ツルが舞うブローチ
「どのようなジュエリーを作っているのですか」
ムーンが興味深そうに聞いてくる。
宝石神殿の地下1階で、朝からスフェーンを使ったジュエリーを作っていた。となりにはムーンがいて、コパリュスとスターは庭に出ている。
「ツルという鳥を題材にしたブローチよ。本来のツルは白色だけれど、スフェーンのかがやきが日の光に反射しているツルを想定してみた」
スフェーンはディスパーションと呼ばれる光の分散が、ダイヤモンドよりも強いと言われている。研磨がむずかしい宝石だけれど、それに見合うかがやきがあった。
「翼を広げた鳥で大空を飛んでいる姿が目に浮かびます。地金はゴールドですか」
「その通りよ。小さいルースでツルの形を作りたかったから、スフェーンと似たような色合いのゴールドを選んだのよ」
「一体感があって、すてきなジュエリーに仕上がっています」
ムーンは移動しながら、異なる方向からブローチを眺めている。ある方向で足を止めたので、きっとムーンにとって気に入った角度だと思う。

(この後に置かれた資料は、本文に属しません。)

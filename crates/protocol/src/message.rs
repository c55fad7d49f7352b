//! Protocol message types.
//!
//! One externally-tagged enum covers every message on the wire. Arguments
//! and results are arbitrary [`serde_json::Value`]s; binary payloads are
//! embedded as base64 via [`crate::Blob`].

use serde::{Deserialize, Serialize};
use serde_json::Value;

/// Wire message envelope.
#[derive(Debug, Clone, Serialize, Deserialize, PartialEq)]
#[serde(tag = "type", rename_all = "snake_case")]
pub enum WireMessage {
    /// Client → Server: first message on a connection.
    Hello {
        protocol_version: u32,
        client_name: String,
        client_version: String,
    },

    /// Server → Client: handshake accepted.
    Welcome {
        protocol_version: u32,
        server_version: String,
        session_id: String,
    },

    /// Client → Server: invoke a tool.
    Request {
        /// Correlation id, unique among in-flight calls on this connection.
        id: String,
        tool: String,
        args: Value,
    },

    /// Server → Client: outcome of a request with the same `id`.
    Response {
        id: String,
        ok: bool,
        #[serde(skip_serializing_if = "Option::is_none")]
        result: Option<Value>,
        #[serde(skip_serializing_if = "Option::is_none")]
        error: Option<WireError>,
    },

    /// Client → Server: ask to cancel an in-flight call. Idempotent —
    /// a notice for an unknown or completed id is a no-op.
    CancelNotice { id: String },

    /// Client → Server: list the registered tools.
    DiscoveryRequest,

    /// Server → Client: tool listing, in registration order.
    DiscoveryResponse { tools: Vec<ToolSummary> },

    /// Bidirectional: heartbeat.
    Ping { timestamp: i64 },

    /// Bidirectional: heartbeat response.
    Pong { timestamp: i64 },
}

impl WireMessage {
    /// Build a successful response.
    pub fn success(id: impl Into<String>, result: Value) -> Self {
        WireMessage::Response {
            id: id.into(),
            ok: true,
            result: Some(result),
            error: None,
        }
    }

    /// Build a failed response.
    pub fn failure(id: impl Into<String>, error: WireError) -> Self {
        WireMessage::Response {
            id: id.into(),
            ok: false,
            result: None,
            error: Some(error),
        }
    }
}

/// A tool as advertised in `discovery_response`.
#[derive(Debug, Clone, Serialize, Deserialize, PartialEq)]
pub struct ToolSummary {
    pub name: String,
    #[serde(default)]
    pub description: String,
    pub input_schema: Value,
    pub output_schema: Value,
}

/// Error classification carried in a failed response.
#[derive(Debug, Clone, Copy, PartialEq, Eq, Serialize, Deserialize)]
#[serde(rename_all = "snake_case")]
pub enum ErrorKind {
    /// No tool registered under the requested name.
    UnknownTool,
    /// Arguments do not conform to the tool's input schema.
    Validation,
    /// The handler faulted; `message` carries the original fault text.
    Handler,
    /// The handler's result violated its declared output schema.
    Contract,
    /// The call exceeded its wall-clock budget.
    Timeout,
    /// The call was cancelled before completing.
    Cancelled,
    /// The peer violated the wire protocol.
    Protocol,
    /// The connection went away before a response arrived.
    ConnectionClosed,
}

impl std::fmt::Display for ErrorKind {
    fn fmt(&self, f: &mut std::fmt::Formatter<'_>) -> std::fmt::Result {
        let s = match self {
            ErrorKind::UnknownTool => "unknown_tool",
            ErrorKind::Validation => "validation",
            ErrorKind::Handler => "handler",
            ErrorKind::Contract => "contract",
            ErrorKind::Timeout => "timeout",
            ErrorKind::Cancelled => "cancelled",
            ErrorKind::Protocol => "protocol",
            ErrorKind::ConnectionClosed => "connection_closed",
        };
        f.write_str(s)
    }
}

/// Structured error payload of a failed response.
#[derive(Debug, Clone, Serialize, Deserialize, PartialEq)]
pub struct WireError {
    pub kind: ErrorKind,
    pub message: String,
    /// Instance path of the offending field for `validation` errors,
    /// e.g. `"/ticker"`.
    #[serde(skip_serializing_if = "Option::is_none")]
    pub path: Option<String>,
}

impl WireError {
    pub fn new(kind: ErrorKind, message: impl Into<String>) -> Self {
        Self {
            kind,
            message: message.into(),
            path: None,
        }
    }

    /// A `validation` error pointing at the offending field.
    pub fn validation(message: impl Into<String>, path: impl Into<String>) -> Self {
        Self {
            kind: ErrorKind::Validation,
            message: message.into(),
            path: Some(path.into()),
        }
    }
}

impl std::fmt::Display for WireError {
    fn fmt(&self, f: &mut std::fmt::Formatter<'_>) -> std::fmt::Result {
        match &self.path {
            Some(path) => write!(f, "{} at {}: {}", self.kind, path, self.message),
            None => write!(f, "{}: {}", self.kind, self.message),
        }
    }
}

impl std::error::Error for WireError {}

「ほめてくれてありがとう。今回はブローチだから少し工夫をしたのよ」
「ほかのジュエリーとどのように異なるのですか」
「ブローチは服などにピンで留めるよね。まっすぐピンを刺すのは難しくて、少し曲がってブローチが取り付かれる場合がある。でも今回のデザインは、どの方向に留めてもツルが舞うように見えるのよ」
ピンの位置にもこだわった。ピンは表から見えないけれど、配置によって安定感や取り付けやすさが異なる。ツルが舞う姿は比較的面積があるので、強度面も考えながら決定した。
「どの方向からでもツルが飛んでいるようでした。見る人によって好きな方向があると思いますので、自由な方向でつけられるのは嬉しいはずです」
ムーンがいろいろな方向から眺めていたから、見え方の違いは把握しているので説得力があった。たしか北関東にある県では、県の形がツルの舞う姿と聞いたことがあるから、その向きに取り付けることも可能ね。
「宝石調和スキルのおかげもあると思っている」
「このブローチは誰かにプレゼントするのですか」
「奉納するつもりよ。でも奉納前にコパリュスとスターには、完成したブローチをみてもらいたい。宝石神殿の庭にいると思うから行きましょう」
ムーンをつれて宝石神殿をあとにした。コパリュスとスターは南東にある牧草地にいた。スターは青空の中を気持ちよさそうに飛んでいる。
「メイアは気分転換に牧草地へきたの?」
私たちに気がついたコパリュスが聞いてくる。
「ブローチを作ったから、コパリュスとスターに見せたくてきたのよ」
「コパはすぐに確認したいの」
上目づかいに訴えてくるコパリュスを待たせる訳には行かないので、宝石箱からブローチを取り出してコパリュスに渡した。
「スフェーンのかがやきを生かしたブローチよ」
「黄金の鳥が飛んでいるようで、すてきなブローチなの。見る向きで鳥の表情が変わるのも面白いかな」
太陽光に当てながらコパリュスはブローチを楽しんでいる。
「ぼくとおなじ、うれしそうに、とんでいる」
私の近くにスターが降りてきて、コパリュスが持っているブローチを眺めた。
「スターと一緒に飛ぶ姿は楽しそうね」
「ぼく、とぶのが、だいすき」
スターがうれしそうに私の周りを飛び回った。みんなでブローチを眺めながら、さわやかな時間を過ごした。
「このブローチはどうするの?」
私にブローチを渡しながらコパリュスが聞いてくる。
「奉納するつもりよ。ブローチのツルが舞うように、宝石神殿が未来へむかって羽ばたいてもらいたい」
「コパはうれしいの」
コパリュスが私の腕を取ってきたので、みんなで宝石神殿の5階へと向かった。